| Goal of the exercise |
Each line from the start of the listing below through the line containing "#[must_use]" should be reproduced exactly, with no others.
Start of Block
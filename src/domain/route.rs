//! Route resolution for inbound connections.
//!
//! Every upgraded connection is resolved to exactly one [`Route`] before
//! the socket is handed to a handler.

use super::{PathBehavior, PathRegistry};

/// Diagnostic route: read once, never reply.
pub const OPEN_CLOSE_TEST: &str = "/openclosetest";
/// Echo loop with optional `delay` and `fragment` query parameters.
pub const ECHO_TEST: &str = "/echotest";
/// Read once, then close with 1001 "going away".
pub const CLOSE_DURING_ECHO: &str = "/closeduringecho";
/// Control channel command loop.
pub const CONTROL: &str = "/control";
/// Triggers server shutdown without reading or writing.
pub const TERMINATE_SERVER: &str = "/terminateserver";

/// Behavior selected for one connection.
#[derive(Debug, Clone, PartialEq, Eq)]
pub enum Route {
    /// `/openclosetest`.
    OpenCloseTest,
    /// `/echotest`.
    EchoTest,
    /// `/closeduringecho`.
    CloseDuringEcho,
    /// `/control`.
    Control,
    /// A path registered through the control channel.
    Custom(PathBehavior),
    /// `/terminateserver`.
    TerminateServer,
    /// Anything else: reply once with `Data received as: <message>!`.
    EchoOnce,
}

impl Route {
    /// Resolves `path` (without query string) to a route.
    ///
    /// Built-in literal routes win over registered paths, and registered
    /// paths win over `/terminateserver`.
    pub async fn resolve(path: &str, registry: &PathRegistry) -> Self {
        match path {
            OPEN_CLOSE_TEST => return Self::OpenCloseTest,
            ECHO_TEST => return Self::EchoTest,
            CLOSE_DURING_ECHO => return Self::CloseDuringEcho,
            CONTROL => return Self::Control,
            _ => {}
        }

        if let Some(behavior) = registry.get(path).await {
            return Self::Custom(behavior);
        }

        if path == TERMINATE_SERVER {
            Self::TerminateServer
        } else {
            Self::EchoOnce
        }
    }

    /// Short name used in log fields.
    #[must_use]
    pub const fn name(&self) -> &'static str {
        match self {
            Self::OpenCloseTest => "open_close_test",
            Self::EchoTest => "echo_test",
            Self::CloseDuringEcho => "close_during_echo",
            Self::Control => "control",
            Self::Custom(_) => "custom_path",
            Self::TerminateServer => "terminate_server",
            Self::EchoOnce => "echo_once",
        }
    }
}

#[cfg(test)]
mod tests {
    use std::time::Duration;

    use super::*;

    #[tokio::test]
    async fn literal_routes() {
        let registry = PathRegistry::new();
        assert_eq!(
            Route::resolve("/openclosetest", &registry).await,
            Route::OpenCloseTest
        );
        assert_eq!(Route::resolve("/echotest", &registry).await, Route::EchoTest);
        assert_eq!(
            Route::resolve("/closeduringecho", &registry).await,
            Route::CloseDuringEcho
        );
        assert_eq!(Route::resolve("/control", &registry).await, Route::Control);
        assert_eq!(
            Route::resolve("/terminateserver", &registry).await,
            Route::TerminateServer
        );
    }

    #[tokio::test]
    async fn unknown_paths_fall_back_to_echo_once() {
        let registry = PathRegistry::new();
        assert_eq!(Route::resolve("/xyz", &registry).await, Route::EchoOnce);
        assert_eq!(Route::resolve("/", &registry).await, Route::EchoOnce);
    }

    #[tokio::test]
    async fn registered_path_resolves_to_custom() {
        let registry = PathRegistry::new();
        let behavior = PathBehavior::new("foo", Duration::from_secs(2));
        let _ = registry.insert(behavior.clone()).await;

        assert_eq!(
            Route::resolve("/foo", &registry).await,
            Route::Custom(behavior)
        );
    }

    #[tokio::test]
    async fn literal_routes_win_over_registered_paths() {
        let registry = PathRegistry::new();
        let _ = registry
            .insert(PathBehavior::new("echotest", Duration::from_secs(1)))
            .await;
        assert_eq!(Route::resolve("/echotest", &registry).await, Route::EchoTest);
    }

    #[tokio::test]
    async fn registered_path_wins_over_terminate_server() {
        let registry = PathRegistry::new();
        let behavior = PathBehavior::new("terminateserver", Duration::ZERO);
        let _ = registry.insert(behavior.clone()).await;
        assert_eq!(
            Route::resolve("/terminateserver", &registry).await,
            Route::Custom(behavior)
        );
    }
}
End of Block
| Written solution |
filename src/domain/route.rs
//! Route resolution for inbound connections.
//!
//! Every upgraded connection is resolved to exactly one [`Route`] before
//! the socket is handed to a handler.

use super::{PathBehavior, PathRegistry};

/// Diagnostic route: read once, never reply.
pub const OPEN_CLOSE_TEST: &str = "/openclosetest";
/// Echo loop with optional `delay` and `fragment` query parameters.
pub const ECHO_TEST: &str = "/echotest";
/// Read once, then close with 1001 "going away".
pub const CLOSE_DURING_ECHO: &str = "/closeduringecho";
/// Control channel command loop.
pub const CONTROL: &str = "/control";
/// Triggers server shutdown without reading or writing.
pub const TERMINATE_SERVER: &str = "/terminateserver";

/// Behavior selected for one connection.
#[derive(Debug, Clone, PartialEq, Eq)]
pub enum Route {
    /// `/openclosetest`.
    OpenCloseTest,
    /// `/echotest`.
    EchoTest,
    /// `/closeduringecho`.
    CloseDuringEcho,
    /// `/control`.
    Control,
    /// A path registered through the control channel.
    Custom(PathBehavior),
    /// `/terminateserver`.
    TerminateServer,
    /// Anything else: reply once with `Data received as: <message>!`.
    EchoOnce,
}

impl Route {
    /// Resolves `path` (without query string) to a route.
    ///
    /// Built-in literal routes win over registered paths, and registered
    /// paths win over `/terminateserver`.
    pub async fn resolve(path: &str, registry: &PathRegistry) -> Self {
        match path {
            OPEN_CLOSE_TEST => return Self::OpenCloseTest,
            ECHO_TEST => return Self::EchoTest,
            CLOSE_DURING_ECHO => return Self::CloseDuringEcho,
            CONTROL => return Self::Control,
            _ => {}
        }

        if let Some(behavior) = registry.get(path).await {
            return Self::Custom(behavior);
        }

        if path == TERMINATE_SERVER {
            Self::TerminateServer
        } else {
            Self::EchoOnce
        }
    }

    /// Short name used in log fields.
    #[must_use]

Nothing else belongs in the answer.